Gathering Around the Unhewn Stone
Biblical Explorations of Nature, civilization, and Feral Faith
Oct. 16, 17, 18th 2009
Circle of Hope (www.circleofhope.net)
Croatan Studio (www.gonetocroatan.org)
In the Land of the Living (www.inthelandoftheliving.org)
*please register here:
Friday Oct. 16th
Opens at 12 noon
-Intro and welcome—Jay
-Griot Ancestral Lineage Litany--Blew
-Opening Ceremony--led by Ched and worship band
(With Altar, Fire lighting ritual, acknowledgement of the elements and the four directions and invocation of the Holy Spirit.
Gathering Worship Songs: Gather us in, Fanga, Holy and Wild---(this last song may be our litany for the weekend)
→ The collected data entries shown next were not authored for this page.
use {
    crate::{ClusterError, ClusterResult, KeySpace, StoreClientConfigBuilder},
    serde::{Deserialize, Serialize},
    std::time::Duration,
};

/// Settings of individual calls to server nodes.
#[derive(Debug, Clone, PartialEq, Eq, Serialize, Deserialize)]
#[serde(default)]
pub struct CallConfig {
    /// Upper bound for a single GET, HEAD or INFO call.
    #[serde(with = "humantime_serde")]
    pub get_call_timeout: Duration,

    /// Upper bound for a single DELETE call.
    #[serde(with = "humantime_serde")]
    pub delete_call_timeout: Duration,

    /// Upper bound for a single LIST call.
    #[serde(with = "humantime_serde")]
    pub list_call_timeout: Duration,

    /// Calls that would get less time than this are not made at all, and
    /// count as timed out.
    #[serde(with = "humantime_serde")]
    pub minimum_timeout: Duration,

    /// Maximum length of error response excerpts kept in failures.
    pub max_excerpt_length: usize,
}

impl Default for CallConfig {
    fn default() -> Self {
        Self {
            get_call_timeout: Duration::from_secs(3),
            delete_call_timeout: Duration::from_secs(3),
            list_call_timeout: Duration::from_secs(5),
            minimum_timeout: Duration::from_millis(10),
            max_excerpt_length: 500,
        }
    }
}

/// Settings of multi-node operations.
#[derive(Debug, Clone, PartialEq, Eq, Serialize, Deserialize)]
#[serde(default)]
pub struct OperationConfig {
    /// Total time budget of GET, HEAD, INFO and LIST operations.
    #[serde(with = "humantime_serde")]
    pub get_operation_timeout: Duration,

    /// Total time budget of DELETE operations.
    #[serde(with = "humantime_serde")]
    pub delete_operation_timeout: Duration,

    /// When disabled, every node is tried exactly once, enabled or not.
    pub allow_retries: bool,

    /// Delay between retry rounds.
    #[serde(with = "humantime_serde")]
    pub retry_delay: Duration,

    /// Extra rounds after the disabled node sweep, for reads.
    pub max_get_retry_rounds: u32,

    /// Extra rounds after the disabled node sweep, for deletes.
    pub max_delete_retry_rounds: u32,

    /// Deletes succeeding on fewer nodes have failed.
    pub minimal_oks: usize,

    /// Deletes stop retrying once this many nodes succeeded.
    pub optimal_oks: usize,

    /// Deletes stop trying more nodes once this many nodes succeeded.
    pub maximal_oks: usize,
}

impl Default for OperationConfig {
    fn default() -> Self {
        Self {
            get_operation_timeout: Duration::from_secs(10),
            delete_operation_timeout: Duration::from_secs(10),
            allow_retries: true,
            retry_delay: Duration::from_millis(250),
            max_get_retry_rounds: 3,
            max_delete_retry_rounds: 3,
            minimal_oks: 1,
            optimal_oks: 2,
            maximal_oks: 3,
        }
    }
}

/// Store client configuration.
#[derive(Debug, Clone, Default, PartialEq, Eq, Serialize, Deserialize)]
#[serde(default)]
pub struct StoreClientConfig {
    pub keyspace: KeySpace,
    pub call: CallConfig,
    pub operation: OperationConfig,
}

impl StoreClientConfig {
    pub fn builder() -> StoreClientConfigBuilder {
        StoreClientConfigBuilder::new()
    }

    /// Checks settings for consistency.
    pub fn validate(&self) -> ClusterResult<()> {
        let op = &self.operation;
        if op.minimal_oks == 0 {
            return Err(ClusterError::InvalidConfig(
                "minimal_oks must be positive".into(),
            ));
        }
        if op.minimal_oks > op.optimal_oks || op.optimal_oks > op.maximal_oks {
            return Err(ClusterError::InvalidConfig(format!(
                "expected minimal_oks <= optimal_oks <= maximal_oks, got {} / {} / {}",
                op.minimal_oks, op.optimal_oks, op.maximal_oks
            )));
        }
        let call = &self.call;
        if call.minimum_timeout > call.get_call_timeout
            || call.minimum_timeout > call.delete_call_timeout
            || call.minimum_timeout > call.list_call_timeout
        {
            return Err(ClusterError::InvalidConfig(format!(
                "minimum_timeout ({:?}) exceeds a per-call timeout",
                call.minimum_timeout
            )));
        }
        Ok(())
    }
}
12:30--2:30pm-Session One: Ø I: The Ecological Endgame of Industrial Civilization as a Crisis of/for Faith. --(Ched Myers)-- Nothing in the conversation about Anarcho-Primitivism and Christianity makes sense unless and until we face squarely not only our culture of Domination, but the specter of environmental collapse that haunts our history. The ideology of Progress has been an article of faith in modernity, deeply shaping North American Christianity (both conservative and liberal) for the last three centuries. How might we “monkeywrench” this bankrupt paradigm, and how might old biblical stories help us reimagine faith, culture and politics?
2:30--3:00pm--break (coffee, snacks, bathroom etc.)
re-gathering song 1, to call everyone back--Charity
3:05--4:30pm--" A Woman’s Faith Journey into Anarcho-Primitivism"--Miranda Duschack
(intro by Andy)
No language!? No gardening or menstrual pads!?! How does anyone embrace the liberating and brilliant truth of anarcho-primitivism? This address is one woman’s story of radical discipleship. Miranda will discuss her emotional and intellectual journey to the merging of Christianity and AP into practice. A report of the Women’s Circle at Plow Creek will also be given; Miranda was an originator and co-organizer of this important 3 day event. Women have a place in this Movement; learn how we define our role within radical community.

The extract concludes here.